(Saved entries)
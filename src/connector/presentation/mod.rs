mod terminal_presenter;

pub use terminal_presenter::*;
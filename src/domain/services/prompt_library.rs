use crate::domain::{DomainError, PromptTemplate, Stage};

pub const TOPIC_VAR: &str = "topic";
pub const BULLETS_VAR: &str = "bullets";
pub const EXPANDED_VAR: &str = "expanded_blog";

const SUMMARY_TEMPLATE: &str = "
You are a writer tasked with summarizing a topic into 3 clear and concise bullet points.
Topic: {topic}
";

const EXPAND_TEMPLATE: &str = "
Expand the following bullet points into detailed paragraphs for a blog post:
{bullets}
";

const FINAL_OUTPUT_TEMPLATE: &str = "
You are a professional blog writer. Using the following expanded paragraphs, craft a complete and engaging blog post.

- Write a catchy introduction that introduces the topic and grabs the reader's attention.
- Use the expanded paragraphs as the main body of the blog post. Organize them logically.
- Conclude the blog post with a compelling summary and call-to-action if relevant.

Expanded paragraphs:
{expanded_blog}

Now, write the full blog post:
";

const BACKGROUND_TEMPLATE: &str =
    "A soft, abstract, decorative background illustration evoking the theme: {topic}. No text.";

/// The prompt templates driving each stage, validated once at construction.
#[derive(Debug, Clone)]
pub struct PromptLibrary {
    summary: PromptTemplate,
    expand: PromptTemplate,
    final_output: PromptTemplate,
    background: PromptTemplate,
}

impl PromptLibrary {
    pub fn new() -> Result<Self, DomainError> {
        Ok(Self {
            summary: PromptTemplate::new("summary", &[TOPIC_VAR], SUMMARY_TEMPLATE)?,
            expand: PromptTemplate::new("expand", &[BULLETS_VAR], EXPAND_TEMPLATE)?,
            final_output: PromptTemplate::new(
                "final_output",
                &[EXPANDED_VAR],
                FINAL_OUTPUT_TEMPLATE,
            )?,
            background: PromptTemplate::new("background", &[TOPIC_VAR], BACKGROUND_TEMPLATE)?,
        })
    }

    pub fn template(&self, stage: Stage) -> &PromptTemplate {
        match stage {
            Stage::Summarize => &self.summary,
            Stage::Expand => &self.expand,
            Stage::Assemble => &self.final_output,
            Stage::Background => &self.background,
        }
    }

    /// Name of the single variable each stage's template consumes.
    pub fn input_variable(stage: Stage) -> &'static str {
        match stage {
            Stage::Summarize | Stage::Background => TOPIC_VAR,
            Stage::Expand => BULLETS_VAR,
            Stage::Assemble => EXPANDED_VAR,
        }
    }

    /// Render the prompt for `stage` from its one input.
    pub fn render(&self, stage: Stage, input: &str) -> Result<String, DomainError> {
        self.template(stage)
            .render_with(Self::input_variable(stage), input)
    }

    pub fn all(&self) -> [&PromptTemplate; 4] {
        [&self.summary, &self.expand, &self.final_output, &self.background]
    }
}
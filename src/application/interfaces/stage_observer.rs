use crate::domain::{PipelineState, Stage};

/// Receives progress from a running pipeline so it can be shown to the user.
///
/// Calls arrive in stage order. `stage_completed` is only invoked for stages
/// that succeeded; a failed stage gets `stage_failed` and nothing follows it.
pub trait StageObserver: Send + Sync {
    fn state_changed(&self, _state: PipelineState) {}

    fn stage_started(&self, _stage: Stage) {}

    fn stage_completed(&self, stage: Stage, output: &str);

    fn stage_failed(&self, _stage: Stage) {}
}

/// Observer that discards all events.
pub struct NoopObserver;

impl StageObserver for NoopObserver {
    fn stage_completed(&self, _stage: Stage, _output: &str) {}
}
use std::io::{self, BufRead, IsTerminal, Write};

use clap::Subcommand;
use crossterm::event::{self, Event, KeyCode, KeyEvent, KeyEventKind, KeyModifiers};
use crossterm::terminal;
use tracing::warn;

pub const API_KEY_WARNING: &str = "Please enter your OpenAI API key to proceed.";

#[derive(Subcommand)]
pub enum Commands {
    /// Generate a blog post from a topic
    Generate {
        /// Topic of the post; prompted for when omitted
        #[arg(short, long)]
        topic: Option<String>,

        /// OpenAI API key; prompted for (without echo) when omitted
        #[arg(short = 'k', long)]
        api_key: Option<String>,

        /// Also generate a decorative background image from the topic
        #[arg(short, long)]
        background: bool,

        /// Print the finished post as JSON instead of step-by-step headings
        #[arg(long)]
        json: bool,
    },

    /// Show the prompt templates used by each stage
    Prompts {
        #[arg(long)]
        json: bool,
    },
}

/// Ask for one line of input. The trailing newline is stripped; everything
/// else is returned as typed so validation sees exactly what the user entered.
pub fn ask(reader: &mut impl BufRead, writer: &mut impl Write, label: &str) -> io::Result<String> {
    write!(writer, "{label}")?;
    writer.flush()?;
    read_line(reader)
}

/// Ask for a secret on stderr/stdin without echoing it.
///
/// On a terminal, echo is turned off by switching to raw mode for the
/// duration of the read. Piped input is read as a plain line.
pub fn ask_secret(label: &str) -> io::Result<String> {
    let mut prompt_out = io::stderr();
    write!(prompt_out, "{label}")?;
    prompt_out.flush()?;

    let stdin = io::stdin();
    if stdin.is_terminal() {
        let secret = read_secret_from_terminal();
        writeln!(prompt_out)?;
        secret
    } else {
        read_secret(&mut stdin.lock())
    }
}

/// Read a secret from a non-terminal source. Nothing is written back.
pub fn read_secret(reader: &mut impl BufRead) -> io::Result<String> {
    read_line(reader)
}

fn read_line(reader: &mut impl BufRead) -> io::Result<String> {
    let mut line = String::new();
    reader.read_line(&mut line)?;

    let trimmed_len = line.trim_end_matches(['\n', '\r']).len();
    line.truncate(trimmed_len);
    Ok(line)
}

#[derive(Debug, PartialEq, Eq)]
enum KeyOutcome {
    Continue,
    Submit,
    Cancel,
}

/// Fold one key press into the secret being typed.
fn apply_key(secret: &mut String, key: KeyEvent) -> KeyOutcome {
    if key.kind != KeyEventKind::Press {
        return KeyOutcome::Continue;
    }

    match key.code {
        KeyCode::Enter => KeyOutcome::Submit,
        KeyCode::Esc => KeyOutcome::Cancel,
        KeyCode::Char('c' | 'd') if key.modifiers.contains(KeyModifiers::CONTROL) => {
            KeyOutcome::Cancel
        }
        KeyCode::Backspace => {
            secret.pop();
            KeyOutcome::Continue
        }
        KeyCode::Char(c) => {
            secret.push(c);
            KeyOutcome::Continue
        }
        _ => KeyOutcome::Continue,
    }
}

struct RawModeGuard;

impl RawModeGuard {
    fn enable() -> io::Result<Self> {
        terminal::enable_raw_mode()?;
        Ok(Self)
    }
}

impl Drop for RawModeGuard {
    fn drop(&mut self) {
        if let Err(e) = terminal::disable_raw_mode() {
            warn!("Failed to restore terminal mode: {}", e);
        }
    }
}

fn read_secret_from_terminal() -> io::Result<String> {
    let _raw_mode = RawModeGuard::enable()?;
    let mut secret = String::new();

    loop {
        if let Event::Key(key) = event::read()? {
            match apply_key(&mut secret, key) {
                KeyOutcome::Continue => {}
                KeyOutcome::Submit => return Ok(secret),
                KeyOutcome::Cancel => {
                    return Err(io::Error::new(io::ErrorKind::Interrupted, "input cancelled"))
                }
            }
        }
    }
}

What the task asks
Copy out the entries in full, exactly as they appear.

Result for this exercise
filename src/connector/presentation/mod.rs
mod terminal_presenter;

pub use terminal_presenter::*;
filename src/domain/services/prompt_library.rs
use crate::domain::{DomainError, PromptTemplate, Stage};

pub const TOPIC_VAR: &str = "topic";
pub const BULLETS_VAR: &str = "bullets";
pub const EXPANDED_VAR: &str = "expanded_blog";

const SUMMARY_TEMPLATE: &str = "
You are a writer tasked with summarizing a topic into 3 clear and concise bullet points.
Topic: {topic}
";

const EXPAND_TEMPLATE: &str = "
Expand the following bullet points into detailed paragraphs for a blog post:
{bullets}
";

const FINAL_OUTPUT_TEMPLATE: &str = "
You are a professional blog writer. Using the following expanded paragraphs, craft a complete and engaging blog post.

- Write a catchy introduction that introduces the topic and grabs the reader's attention.
- Use the expanded paragraphs as the main body of the blog post. Organize them logically.
- Conclude the blog post with a compelling summary and call-to-action if relevant.

Expanded paragraphs:
{expanded_blog}

Now, write the full blog post:
";

const BACKGROUND_TEMPLATE: &str =
    "A soft, abstract, decorative background illustration evoking the theme: {topic}. No text.";

/// The prompt templates driving each stage, validated once at construction.
#[derive(Debug, Clone)]
pub struct PromptLibrary {
    summary: PromptTemplate,
    expand: PromptTemplate,
    final_output: PromptTemplate,
    background: PromptTemplate,
}

impl PromptLibrary {
    pub fn new() -> Result<Self, DomainError> {
        Ok(Self {
            summary: PromptTemplate::new("summary", &[TOPIC_VAR], SUMMARY_TEMPLATE)?,
            expand: PromptTemplate::new("expand", &[BULLETS_VAR], EXPAND_TEMPLATE)?,
            final_output: PromptTemplate::new(
                "final_output",
                &[EXPANDED_VAR],
                FINAL_OUTPUT_TEMPLATE,
            )?,
            background: PromptTemplate::new("background", &[TOPIC_VAR], BACKGROUND_TEMPLATE)?,
        })
    }

    pub fn template(&self, stage: Stage) -> &PromptTemplate {
        match stage {
            Stage::Summarize => &self.summary,
            Stage::Expand => &self.expand,
            Stage::Assemble => &self.final_output,
            Stage::Background => &self.background,
        }
    }

    /// Name of the single variable each stage's template consumes.
    pub fn input_variable(stage: Stage) -> &'static str {
        match stage {
            Stage::Summarize | Stage::Background => TOPIC_VAR,
            Stage::Expand => BULLETS_VAR,
            Stage::Assemble => EXPANDED_VAR,
        }
    }

    /// Render the prompt for `stage` from its one input.
    pub fn render(&self, stage: Stage, input: &str) -> Result<String, DomainError> {
        self.template(stage)
            .render_with(Self::input_variable(stage), input)
    }

    pub fn all(&self) -> [&PromptTemplate; 4] {
        [&self.summary, &self.expand, &self.final_output, &self.background]
    }
}
filename src/application/interfaces/stage_observer.rs
use crate::domain::{PipelineState, Stage};

/// Receives progress from a running pipeline so it can be shown to the user.
///
/// Calls arrive in stage order. `stage_completed` is only invoked for stages
/// that succeeded; a failed stage gets `stage_failed` and nothing follows it.
pub trait StageObserver: Send + Sync {
    fn state_changed(&self, _state: PipelineState) {}

    fn stage_started(&self, _stage: Stage) {}

    fn stage_completed(&self, stage: Stage, output: &str);

    fn stage_failed(&self, _stage: Stage) {}
}

/// Observer that discards all events.
pub struct NoopObserver;

impl StageObserver for NoopObserver {
    fn stage_completed(&self, _stage: Stage, _output: &str) {}
}
use std::io::{self, BufRead, IsTerminal, Write};

use clap::Subcommand;
use crossterm::event::{self, Event, KeyCode, KeyEvent, KeyEventKind, KeyModifiers};
use crossterm::terminal;
use tracing::warn;

pub const API_KEY_WARNING: &str = "Please enter your OpenAI API key to proceed.";

#[derive(Subcommand)]
pub enum Commands {
    /// Generate a blog post from a topic
    Generate {
        /// Topic of the post; prompted for when omitted
        #[arg(short, long)]
        topic: Option<String>,

        /// OpenAI API key; prompted for (without echo) when omitted
        #[arg(short = 'k', long)]
        api_key: Option<String>,

        /// Also generate a decorative background image from the topic
        #[arg(short, long)]
        background: bool,

        /// Print the finished post as JSON instead of step-by-step headings
        #[arg(long)]
        json: bool,
    },

    /// Show the prompt templates used by each stage
    Prompts {
        #[arg(long)]
        json: bool,
    },
}

/// Ask for one line of input. The trailing newline is stripped; everything
/// else is returned as typed so validation sees exactly what the user entered.
pub fn ask(reader: &mut impl BufRead, writer: &mut impl Write, label: &str) -> io::Result<String> {
    write!(writer, "{label}")?;
    writer.flush()?;
    read_line(reader)
}

/// Ask for a secret on stderr/stdin without echoing it.
///
/// On a terminal, echo is turned off by switching to raw mode for the
/// duration of the read. Piped input is read as a plain line.
pub fn ask_secret(label: &str) -> io::Result<String> {
    let mut prompt_out = io::stderr();
    write!(prompt_out, "{label}")?;
    prompt_out.flush()?;

    let stdin = io::stdin();
    if stdin.is_terminal() {
        let secret = read_secret_from_terminal();
        writeln!(prompt_out)?;
        secret
    } else {
        read_secret(&mut stdin.lock())
    }
}

/// Read a secret from a non-terminal source. Nothing is written back.
pub fn read_secret(reader: &mut impl BufRead) -> io::Result<String> {
    read_line(reader)
}

fn read_line(reader: &mut impl BufRead) -> io::Result<String> {
    let mut line = String::new();
    reader.read_line(&mut line)?;

    let trimmed_len = line.trim_end_matches(['\n', '\r']).len();
    line.truncate(trimmed_len);
    Ok(line)
}

#[derive(Debug, PartialEq, Eq)]
enum KeyOutcome {
    Continue,
    Submit,
    Cancel,
}

/// Fold one key press into the secret being typed.
fn apply_key(secret: &mut String, key: KeyEvent) -> KeyOutcome {
    if key.kind != KeyEventKind::Press {
        return KeyOutcome::Continue;
    }

    match key.code {
        KeyCode::Enter => KeyOutcome::Submit,
        KeyCode::Esc => KeyOutcome::Cancel,
        KeyCode::Char('c' | 'd') if key.modifiers.contains(KeyModifiers::CONTROL) => {
            KeyOutcome::Cancel
        }
        KeyCode::Backspace => {
            secret.pop();
            KeyOutcome::Continue
        }
        KeyCode::Char(c) => {
            secret.push(c);
            KeyOutcome::Continue
        }
        _ => KeyOutcome::Continue,
    }
}

struct RawModeGuard;

impl RawModeGuard {
    fn enable() -> io::Result<Self> {
        terminal::enable_raw_mode()?;
        Ok(Self)
    }
}

impl Drop for RawModeGuard {
    fn drop(&mut self) {
        if let Err(e) = terminal::disable_raw_mode() {
            warn!("Failed to restore terminal mode: {}", e);
        }
    }
}

fn read_secret_from_terminal() -> io::Result<String> {
    let _raw_mode = RawModeGuard::enable()?;
    let mut secret = String::new();

    loop {
        if let Event::Key(key) = event::read()? {
            match apply_key(&mut secret, key) {
                KeyOutcome::Continue => {}
                KeyOutcome::Submit => return Ok(secret),
                KeyOutcome::Cancel => {
                    return Err(io::Error::new(io::ErrorKind::Interrupted, "input cancelled"))
                }
            }
        }
    }
}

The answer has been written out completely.